И, например, Юрий Гагарин, который слетал тоже в 27 лет, — совершенно по-другому получил такой заряд, ну, небывалый такой опыт. Во всяком случае, так ему этот опыт выстроили. Если не сам подъем на сто километров что-то значил, то все, что за этим последовало. Ему было 27, те же самые 27 лет. А потом он жил еще десять лет, и ездил по миру в автомобилях, и как-то там махал рукой. И это были никакие годы... Понятно, для него, для его жизни это были какие-то годы. Но для человеческого становления, человеческого развития — никакие. И в 37 лет он погиб, и если встать на мою точку зрения — что, скажем, 27 лет Лермонтова — совершенный срок, то он прожил лишние 10 лет.
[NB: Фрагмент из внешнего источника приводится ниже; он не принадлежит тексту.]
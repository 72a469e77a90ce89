use crate::Value;

/// Mutable state of one rendering pass.
///
/// Collects the ordered parameter list as placeholders are written; the
/// parameter positions always match the textual order of their placeholders,
/// including across nested sub-queries.
#[derive(Debug, Default)]
pub struct Context {
    pub params: Vec<Value>,
}

impl Context {
    pub fn new() -> Self {
        Self::default()
    }

    pub fn take_params(self) -> Vec<Value> {
        self.params
    }
}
Некоторые (и очень многие) живут по 60—70 лишних лет. За это время ничего не происходит — это уже некоторая обработка того возраста, который ты прожил как ты, как твое имя и фамилия. Я говорю примерно, я вовсе не хочу точно сроки ограничить, но вот примерно в то время ты был тем, кем ты был задуман.
Всякого человека, который входит в жизнь, уже ждет какая-то готовая структура. Она его в себя властно помещает, и он, делая ряд усилий, в эту структуру так или иначе вмещается. И это касается вообще миропорядка, насколько я понимаю, потому что в зависимости от каждого своего поступка, включая и какие-то словесные заявления, люди потом и живут жизнь... И, собственно говоря, вот этот вход в жизнь я считаю самым главным фокусом трагедии — потому что Гамлет может быть любого возраста.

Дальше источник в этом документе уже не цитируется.